//! Checkable row for the scripts list

use gpui::{
    div, prelude::*, px, rgb, rgba, App, ClickEvent, ElementId, FontWeight, SharedString, Window,
};
use std::rc::Rc;

/// Fixed height for list rows (uniform_list needs every row the same height)
pub const LIST_ITEM_HEIGHT: f32 = 32.0;

/// Pre-computed colors for row rendering, cheap to copy into closures
#[derive(Clone, Copy, Debug)]
pub struct ListItemColors {
    pub text_primary: u32,
    pub text_muted: u32,
    pub background: u32,
    pub background_hover: u32,
    pub border: u32,
    pub checkbox_checked: u32,
    pub checkbox_mark: u32,
}

impl Default for ListItemColors {
    fn default() -> Self {
        Self {
            text_primary: 0xe5e5e5,
            text_muted: 0x8a8a8a,
            background: 0x1e1e1e,
            background_hover: 0x2a2a2a,
            border: 0x464647,
            checkbox_checked: 0x4a9eff,
            checkbox_mark: 0x1e1e1e,
        }
    }
}

/// Callback fired when the row's checkbox is clicked
pub type OnToggleCallback = Box<dyn Fn(&ClickEvent, &mut Window, &mut App) + 'static>;

/// One script: a checkbox reflecting the executable bit plus the file name
///
/// ```ignore
/// ScriptListItem::new(ix, "Open Terminal Here", colors)
///     .checked(entry.is_executable)
///     .on_toggle(Box::new(move |_, window, cx| { /* chmod */ }))
/// ```
#[derive(IntoElement)]
pub struct ScriptListItem {
    index: usize,
    name: SharedString,
    colors: ListItemColors,
    checked: bool,
    enabled: bool,
    tag: Option<SharedString>,
    on_toggle: Option<Rc<OnToggleCallback>>,
}

impl ScriptListItem {
    pub fn new(index: usize, name: impl Into<SharedString>, colors: ListItemColors) -> Self {
        Self {
            index,
            name: name.into(),
            colors,
            checked: false,
            enabled: true,
            tag: None,
            on_toggle: None,
        }
    }

    pub fn checked(mut self, checked: bool) -> Self {
        self.checked = checked;
        self
    }

    /// Disabled rows show their state but ignore clicks
    pub fn enabled(mut self, enabled: bool) -> Self {
        self.enabled = enabled;
        self
    }

    /// Small muted label after the name (e.g. "folder")
    pub fn tag(mut self, tag: impl Into<SharedString>) -> Self {
        self.tag = Some(tag.into());
        self
    }

    pub fn on_toggle(mut self, callback: OnToggleCallback) -> Self {
        self.on_toggle = Some(Rc::new(callback));
        self
    }
}

impl RenderOnce for ScriptListItem {
    fn render(self, _window: &mut Window, _cx: &mut App) -> impl IntoElement {
        let colors = self.colors;
        let checked = self.checked;
        let enabled = self.enabled;

        let box_bg = if checked {
            rgb(colors.checkbox_checked)
        } else {
            rgba((colors.background << 8) | 0x80)
        };

        let mut checkbox_box = div()
            .flex()
            .items_center()
            .justify_center()
            .flex_shrink_0()
            .w(px(16.))
            .h(px(16.))
            .bg(box_bg)
            .border_1()
            .border_color(rgb(colors.border))
            .rounded(px(4.));

        if checked {
            checkbox_box = checkbox_box.child(
                div()
                    .text_xs()
                    .text_color(rgb(colors.checkbox_mark))
                    .font_weight(FontWeight::BOLD)
                    .child("✓"),
            );
        }

        let hover_bg = rgba((colors.background_hover << 8) | 0xFF);

        let mut row = div()
            .id(ElementId::NamedInteger("script-row".into(), self.index as u64))
            .w_full()
            .h(px(LIST_ITEM_HEIGHT))
            .flex()
            .flex_row()
            .items_center()
            .gap(px(8.))
            .px(px(10.))
            .child(checkbox_box)
            .child(
                div()
                    .flex_1()
                    .min_w(px(0.))
                    .overflow_hidden()
                    .text_ellipsis()
                    .whitespace_nowrap()
                    .text_sm()
                    .text_color(rgb(colors.text_primary))
                    .child(self.name),
            )
            .when_some(self.tag, |row, tag| {
                row.child(
                    div()
                        .text_xs()
                        .text_color(rgb(colors.text_muted))
                        .child(tag),
                )
            });

        if enabled {
            row = row.cursor_pointer().hover(move |s| s.bg(hover_bg));
            if let Some(callback) = self.on_toggle {
                row = row.on_click(move |event, window, cx| {
                    callback(event, window, cx);
                });
            }
        } else {
            row = row.opacity(0.6);
        }

        row
    }
}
##########
• _ASSIGNED TASK_: Copy out the entries above without altering a single character.

• _RESULT FOR THIS EXERCISE_:
//! Checkable row for the scripts list

use gpui::{
    div, prelude::*, px, rgb, rgba, App, ClickEvent, ElementId, FontWeight, SharedString, Window,
};
use std::rc::Rc;

/// Fixed height for list rows (uniform_list needs every row the same height)
pub const LIST_ITEM_HEIGHT: f32 = 32.0;

/// Pre-computed colors for row rendering, cheap to copy into closures
#[derive(Clone, Copy, Debug)]
pub struct ListItemColors {
    pub text_primary: u32,
    pub text_muted: u32,
    pub background: u32,
    pub background_hover: u32,
    pub border: u32,
    pub checkbox_checked: u32,
    pub checkbox_mark: u32,
}

impl Default for ListItemColors {
    fn default() -> Self {
        Self {
            text_primary: 0xe5e5e5,
            text_muted: 0x8a8a8a,
            background: 0x1e1e1e,
            background_hover: 0x2a2a2a,
            border: 0x464647,
            checkbox_checked: 0x4a9eff,
            checkbox_mark: 0x1e1e1e,
        }
    }
}

/// Callback fired when the row's checkbox is clicked
pub type OnToggleCallback = Box<dyn Fn(&ClickEvent, &mut Window, &mut App) + 'static>;

/// One script: a checkbox reflecting the executable bit plus the file name
///
/// ```ignore
/// ScriptListItem::new(ix, "Open Terminal Here", colors)
///     .checked(entry.is_executable)
///     .on_toggle(Box::new(move |_, window, cx| { /* chmod */ }))
/// ```
#[derive(IntoElement)]
pub struct ScriptListItem {
    index: usize,
    name: SharedString,
    colors: ListItemColors,
    checked: bool,
    enabled: bool,
    tag: Option<SharedString>,
    on_toggle: Option<Rc<OnToggleCallback>>,
}

impl ScriptListItem {
    pub fn new(index: usize, name: impl Into<SharedString>, colors: ListItemColors) -> Self {
        Self {
            index,
            name: name.into(),
            colors,
            checked: false,
            enabled: true,
            tag: None,
            on_toggle: None,
        }
    }

    pub fn checked(mut self, checked: bool) -> Self {
        self.checked = checked;
        self
    }

    /// Disabled rows show their state but ignore clicks
    pub fn enabled(mut self, enabled: bool) -> Self {
        self.enabled = enabled;
        self
    }

    /// Small muted label after the name (e.g. "folder")
    pub fn tag(mut self, tag: impl Into<SharedString>) -> Self {
        self.tag = Some(tag.into());
        self
    }

    pub fn on_toggle(mut self, callback: OnToggleCallback) -> Self {
        self.on_toggle = Some(Rc::new(callback));
        self
    }
}

impl RenderOnce for ScriptListItem {
    fn render(self, _window: &mut Window, _cx: &mut App) -> impl IntoElement {
        let colors = self.colors;
        let checked = self.checked;
        let enabled = self.enabled;

        let box_bg = if checked {
            rgb(colors.checkbox_checked)
        } else {
            rgba((colors.background << 8) | 0x80)
        };

        let mut checkbox_box = div()
            .flex()
            .items_center()
            .justify_center()
            .flex_shrink_0()
            .w(px(16.))
            .h(px(16.))
            .bg(box_bg)
            .border_1()
            .border_color(rgb(colors.border))
            .rounded(px(4.));

        if checked {
            checkbox_box = checkbox_box.child(
                div()
                    .text_xs()
                    .text_color(rgb(colors.checkbox_mark))
                    .font_weight(FontWeight::BOLD)
                    .child("✓"),
            );
        }

        let hover_bg = rgba((colors.background_hover << 8) | 0xFF);

        let mut row = div()
            .id(ElementId::NamedInteger("script-row".into(), self.index as u64))
            .w_full()
            .h(px(LIST_ITEM_HEIGHT))
            .flex()
            .flex_row()
            .items_center()
            .gap(px(8.))
            .px(px(10.))
            .child(checkbox_box)
            .child(
                div()
                    .flex_1()
                    .min_w(px(0.))
                    .overflow_hidden()
                    .text_ellipsis()
                    .whitespace_nowrap()
                    .text_sm()
                    .text_color(rgb(colors.text_primary))
                    .child(self.name),
            )
            .when_some(self.tag, |row, tag| {
                row.child(
                    div()
                        .text_xs()
                        .text_color(rgb(colors.text_muted))
                        .child(tag),
                )
            });

        if enabled {
            row = row.cursor_pointer().hover(move |s| s.bg(hover_bg));
            if let Some(callback) = self.on_toggle {
                row = row.on_click(move |event, window, cx| {
                    callback(event, window, cx);
                });
            }
        } else {
            row = row.opacity(0.6);
        }

        row
    }
}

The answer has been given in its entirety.